_Exercise objective_
Write down exactly the lines of the records below, beginning with the first and ending with the line that includes "bound in the".

_Data for analysis_

####################

//! Source-route encoding and table programming.
//!
//! - [`codec`] turns an ordered hop list into the lane-packed `route_data`
//!   parameter of an `append_N_tags` action, and back.
//! - [`PathOrch`] dispatches entries to switches: default entries on
//!   connect, forwarding entries on `add_path`.
//! - [`TableReader`] streams table entries and direct counters back.
//!
//! Nothing in this module ever opens a connection. A switch that is not
//! bound in the [`SwitchRegistry`](crate::switch::SwitchRegistry) is never
//! contacted.

pub mod codec;
mod orch;
mod reader;
mod types;

pub use orch::{Attached, PathOrch, Result, RouteError};
pub use reader::{CounterReading, CounterStream, EntryStream, TableReader};
pub use types::{DecodedHop, EncodedRoute};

####################

_The answer_
//! Source-route encoding and table programming.
//!
//! - [`codec`] turns an ordered hop list into the lane-packed `route_data`
//!   parameter of an `append_N_tags` action, and back.
//! - [`PathOrch`] dispatches entries to switches: default entries on
//!   connect, forwarding entries on `add_path`.
//! - [`TableReader`] streams table entries and direct counters back.
//!
//! Nothing in this module ever opens a connection. A switch that is not
//! bound in the [`SwitchRegistry`](crate::switch::SwitchRegistry) is never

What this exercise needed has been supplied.